Sul merito, i giudici hanno ricordato che è costante il principio, in tema di abuso edilizio, per cui la prosecuzione di lavori edili su manufatti abusivamente realizzati concretizza una nuova condotta illecita, a prescindere dall’entità dei lavori eseguiti, e ciò anche quando per le condotte relative alla iniziale edificazione sia maturato il termine di prescrizione, dato i nuovi interventi ripetono le stesse caratteristiche di illegittimità dall’opera principale alla quale strutturalmente ineriscono.
Infatti la prosecuzione dell’attività edilizia vietata, in vista dell’ultimazione dei lavori ed eseguita successivamente al dissequestro e alla restituzione dell’immobile abusivo all’indagato, integra il reato contravvenzionale previsto dall’art. 44, comma 1, lett. b), del dpr n. 380/2001, a prescindere dall’entità degli interventi eseguiti.

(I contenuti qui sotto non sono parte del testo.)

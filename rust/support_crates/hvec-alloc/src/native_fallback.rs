use crate::ByteAllocator;

/// `true` when this target exposes a native usable-size query.
pub const HAS_NATIVE_USABLE_SIZE: bool = false;

/// Whether the default binding should pick a native allocator over the
/// size-hint shim. There is none on this target.
pub const PREFER_NATIVE: bool = false;

/// No native usable-size query on this target; the size-hint shim stands in.
pub fn native_allocator() -> Option<&'static (dyn ByteAllocator + Sync)> {
    None
}
//! Call-counting wrapper around any [`ByteAllocator`].

use std::cell::Cell;
use std::ptr::NonNull;

use crate::ByteAllocator;

/// Counters accumulated by a [`TrackingAllocator`].
#[derive(Debug, Default, Clone, Copy, PartialEq, Eq)]
pub struct AllocationStats {
    pub allocations: u64,
    pub reallocations: u64,
    pub releases: u64,
    pub size_queries: u64,
    /// Allocate or reallocate calls that returned `None`.
    pub failures: u64,
}

/// Forwards every call to an inner allocator and counts it.
///
/// Handy for checking that a growth path does not reallocate, or that every
/// block is released exactly once.
pub struct TrackingAllocator<'a> {
    inner: &'a dyn ByteAllocator,
    stats: Cell<AllocationStats>,
}

impl<'a> TrackingAllocator<'a> {
    pub fn new(inner: &'a dyn ByteAllocator) -> TrackingAllocator<'a> {
        TrackingAllocator {
            inner,
            stats: Cell::new(AllocationStats::default()),
        }
    }

    /// Snapshot of the counters.
    pub fn stats(&self) -> AllocationStats {
        self.stats.get()
    }

    /// Number of blocks allocated and not yet released.
    pub fn live_blocks(&self) -> u64 {
        let stats = self.stats.get();
        stats.allocations - stats.releases
    }

    pub fn reset_stats(&self) {
        self.stats.set(AllocationStats::default());
    }

    #[inline]
    fn update(&self, f: impl FnOnce(&mut AllocationStats)) {
        let mut stats = self.stats.get();
        f(&mut stats);
        self.stats.set(stats);
    }
}

unsafe impl ByteAllocator for TrackingAllocator<'_> {
    fn allocate(&self, size: usize) -> Option<NonNull<u8>> {
        let block = self.inner.allocate(size);
        match block {
            Some(_) => self.update(|s| s.allocations += 1),
            None => self.update(|s| s.failures += 1),
        }
        block
    }

    unsafe fn reallocate(&self, block: NonNull<u8>, size: usize) -> Option<NonNull<u8>> {
        let new_block = unsafe { self.inner.reallocate(block, size) };
        match new_block {
            Some(_) => self.update(|s| s.reallocations += 1),
            None => self.update(|s| s.failures += 1),
        }
        new_block
    }

    unsafe fn usable_size(&self, block: NonNull<u8>) -> usize {
        self.update(|s| s.size_queries += 1);
        unsafe { self.inner.usable_size(block) }
    }

    unsafe fn release(&self, block: NonNull<u8>) {
        self.update(|s| s.releases += 1);
        unsafe { self.inner.release(block) }
    }

    fn name(&self) -> &'static str {
        self.inner.name()
    }
}

impl std::fmt::Debug for TrackingAllocator<'_> {
    fn fmt(&self, f: &mut std::fmt::Formatter<'_>) -> std::fmt::Result {
        f.debug_struct("TrackingAllocator")
            .field("inner", &self.inner.name())
            .field("stats", &self.stats.get())
            .finish()
    }
}
//! Usable-size emulation for allocators that cannot report block sizes.
//!
//! Each block is preceded by a [`MIN_ALIGN`]-sized prefix. The requested size
//! is stored in the `usize` immediately before the pointer handed out, so the
//! returned block keeps the prefix's alignment:
//!
//! ```text
//! raw start                       block
//! |<------ MIN_ALIGN prefix ------>|<------ size bytes ------>|
//! |     (padding)    | size: usize |         data            |
//! ```

use std::alloc::{Layout, alloc, dealloc, realloc};
use std::ptr::NonNull;

use crate::{ByteAllocator, MIN_ALIGN};

/// Bytes reserved ahead of every size-hinted block.
pub(crate) const PREFIX: usize = MIN_ALIGN;

/// Allocator on top of the global Rust allocator, tracking block sizes itself.
///
/// `usable_size` reports exactly the last requested size, which makes capacity
/// growth fully deterministic.
#[derive(Debug, Default, Clone, Copy)]
pub struct SizeHintAllocator;

unsafe impl ByteAllocator for SizeHintAllocator {
    fn allocate(&self, size: usize) -> Option<NonNull<u8>> {
        let layout = block_layout(size)?;
        let raw = NonNull::new(unsafe { alloc(layout) })?;
        Some(unsafe { write_hint(raw, size) })
    }

    unsafe fn reallocate(&self, block: NonNull<u8>, size: usize) -> Option<NonNull<u8>> {
        let new_layout = block_layout(size)?;
        unsafe {
            let old_layout = block_layout(read_hint(block))?;
            let raw = block.sub(PREFIX);
            let raw = NonNull::new(realloc(raw.as_ptr(), old_layout, new_layout.size()))?;
            Some(write_hint(raw, size))
        }
    }

    unsafe fn usable_size(&self, block: NonNull<u8>) -> usize {
        unsafe { read_hint(block) }
    }

    unsafe fn release(&self, block: NonNull<u8>) {
        unsafe {
            if let Some(layout) = block_layout(read_hint(block)) {
                dealloc(block.sub(PREFIX).as_ptr(), layout);
            }
        }
    }

    fn name(&self) -> &'static str {
        "size-hint"
    }
}

/// Layout of the raw allocation backing a `size`-byte block, or `None` if the
/// total overflows.
#[inline]
pub(crate) fn block_layout(size: usize) -> Option<Layout> {
    let total = size.checked_add(PREFIX)?;
    Layout::from_size_align(total, MIN_ALIGN).ok()
}

/// Records `size` in the prefix of the raw allocation at `raw` and returns the
/// block pointer past the prefix.
///
/// # Safety
///
/// `raw` must be valid for writes of at least `PREFIX` bytes and aligned to
/// `MIN_ALIGN`.
#[inline]
pub(crate) unsafe fn write_hint(raw: NonNull<u8>, size: usize) -> NonNull<u8> {
    unsafe {
        let block = raw.add(PREFIX);
        block.cast::<usize>().sub(1).write(size);
        block
    }
}

/// Reads the size recorded ahead of `block`.
///
/// # Safety
///
/// `block` must have been produced by [`write_hint`].
#[inline]
pub(crate) unsafe fn read_hint(block: NonNull<u8>) -> usize {
    unsafe { block.cast::<usize>().sub(1).read() }
}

Ne consegue che, se si proseguono i lavori edilizi su un immobile abusivo dopo la scadenza del termine per il condono, senza che il permesso in sanatoria sia stato rilasciato, si producono due effetti giuridici:
- la commissione di un ulteriore reato, trattandosi di lavori edilizi su immobile abusivo;
- la non concedibilità del condono richiesto, perché la data a cui fa riferimento la legge serve a fotografare la situazione di fatto esistente, su cui valutare la possibilità di rilasciare il titolo in sanatoria
Le demolizioni/ricostruzioni nel decreto bollette
Nell’ambito del bonus casa nelle ultime settimane è divenuto più semplice l’iter per le demolizioni con ricostruzione in aree vincolate. È l’effetto di una modifica inserita dalla Camera nella legge di conversione del decreto Bollette (dl 17/2022), che consentirà di ricadere nella definizione di ristrutturazione edilizia, accedendo quindi ai bonus casa, anche in caso di ricostruzioni integrali che modifichino alcune caratteristiche dell’edificio precedente, come la sagoma, i prospetti o la volumetria.
Non ovunque, però. La novità riguarda le aree tutelate per legge, regolate dall’articolo 142 del Codice dei beni culturali (dlgs 42/2004): si tratta, ad esempio, di zone costiere, di montagna, di territori vicini a laghi e fiumi, di parchi, riserve, zone di interesse archeologico.
Mentre restano le vecchie regole (quindi, l’obbligo di riprodurre esattamente l’edificio precedente per ricadere nella definizione di ristrutturazione) per altre tipologie di vincolo: quelle degli articoli 12 (beni di interesse culturale) e 136 (immobili e aree di notevole interesse pubblico) del Codice.